So I'm going back about 30+ yrs to my younger days and being part of Cape Breton Search and Rescue , we put on the map and compass courses , different times it was brought up in meetings to make it a secondary mandatory course to the Hunters safety course, but since we taught the courses back then it was included in Hunter Education and just left at that .

We did our own orienteering and map and compass drills along with putting on map and compass courses in the field several times thru the yr to refresh our skills, and help out those actually wanting to improve their skills .
One note I can remember even by older guys in the group was carry two compasses can actually be non advantage as one could actually interfere with the other .

As well as other anomalies such as rock with metal , Magnetic North and True North , compass deteriorating over time , just to name a few . Every two to three yrs I swap out my compasses , there's one in every jacket I own , along with one in every bag or back pack , saying this there a small bag , containing matches , lighter, fat wood and flint and steel . There's always a knife on my belt any time the yr and a back up in just about every piece of gear I own .

Over kill , nope not a chance , chitt can happen in a second in the outdoors . I can even remember talk amount ourselves that fishing season should have that in the regs when traveling in the woods to go fishing in back woods lakes and streams , but as most guys say lots of anglers never leave the road side , so good luck on that implementation .

Should it be mandatory , well it's a debate that will never get resolved or resolution to , now as stated most carry cell phone ( can't live or breathe without them ) and rely on their apps to get them around , but as also stated what would they do in the bush , no knife , no flame source and no orienteering skills or means of directional assistance.
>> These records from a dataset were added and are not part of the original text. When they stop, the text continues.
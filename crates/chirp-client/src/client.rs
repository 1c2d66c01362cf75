use std::future::Future;

use serde::{Deserialize, Serialize};

use chirp_core::{ChatError, EventStream, MessagePage, MessageSerial, MessageSnapshot, ReactionKind};

/// Parameters for sending a new message.
#[derive(Debug, Clone, Serialize, Deserialize, PartialEq, Eq)]
pub struct SendMessageParams {
    /// Client ID of the author.
    pub client_id: String,
    /// Message body.
    pub text: String,
}

/// Parameters for editing an existing message.
#[derive(Debug, Clone, Serialize, Deserialize, PartialEq, Eq)]
pub struct UpdateMessageParams {
    /// Client ID of the editor.
    pub client_id: String,
    /// Replacement body.
    pub text: String,
}

/// Parameters for soft-deleting an existing message.
#[derive(Debug, Clone, Serialize, Deserialize, PartialEq, Eq)]
pub struct DeleteMessageParams {
    /// Client ID of the deleting client.
    pub client_id: String,
}

/// Parameters for adding or removing one reaction.
#[derive(Debug, Clone, Serialize, Deserialize, PartialEq, Eq)]
pub struct ReactionParams {
    /// Client ID of the reacting client.
    pub client_id: String,
    /// Aggregation mode this reaction counts under.
    pub kind: ReactionKind,
    /// Emoji (or other short token) being reacted with.
    pub emoji: String,
    /// Reaction weight; only `Multiple` honors values above one.
    pub count: u64,
}

impl ReactionParams {
    pub fn new(client_id: impl Into<String>, kind: ReactionKind, emoji: impl Into<String>) -> Self {
        Self {
            client_id: client_id.into(),
            kind,
            emoji: emoji.into(),
            count: 1,
        }
    }

    pub fn with_count(mut self, count: u64) -> Self {
        self.count = count;
        self
    }
}

/// Client surface of the messaging backend.
///
/// The feed layer drives rooms purely through this trait, so tests and
/// demos can swap the hosted service for [`crate::InMemoryChatClient`].
/// Mutation calls resolve once the backend acknowledged the operation;
/// the returned snapshots are authoritative post-operation state.
pub trait ChatClient: Send + Sync {
    /// Open a live event subscription for a room, starting at the current
    /// stream position.
    fn subscribe(&self, room_id: &str) -> EventStream;

    /// Fetch up to `limit` of the latest messages, newest first.
    fn fetch_previous_messages(
        &self,
        room_id: &str,
        limit: u16,
    ) -> impl Future<Output = Result<MessagePage, ChatError>> + Send;

    /// Send a new message and return its authoritative snapshot.
    fn send_message(
        &self,
        room_id: &str,
        params: SendMessageParams,
    ) -> impl Future<Output = Result<MessageSnapshot, ChatError>> + Send;

    /// Edit an existing message.
    fn update_message(
        &self,
        room_id: &str,
        serial: &MessageSerial,
        params: UpdateMessageParams,
    ) -> impl Future<Output = Result<MessageSnapshot, ChatError>> + Send;

    /// Soft-delete an existing message.
    fn delete_message(
        &self,
        room_id: &str,
        serial: &MessageSerial,
        params: DeleteMessageParams,
    ) -> impl Future<Output = Result<MessageSnapshot, ChatError>> + Send;

    /// Add one reaction to a message.
    fn add_reaction(
        &self,
        room_id: &str,
        serial: &MessageSerial,
        params: ReactionParams,
    ) -> impl Future<Output = Result<(), ChatError>> + Send;

    /// Remove this client's reaction from a message.
    fn delete_reaction(
        &self,
        room_id: &str,
        serial: &MessageSerial,
        params: ReactionParams,
    ) -> impl Future<Output = Result<(), ChatError>> + Send;
}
Most would be the next on the list for resources to come find them .

Other that those that actually go into the bush kms away from nearest road or trail for nunting , fishing or backpacking I'd say 97% of those going in the woods don't travel more than 50-100 yrds in the woods from nearest road/trail for fear of getting lost . After all there's plenty out there can't judge distances period to even know if they are legal shooting distance .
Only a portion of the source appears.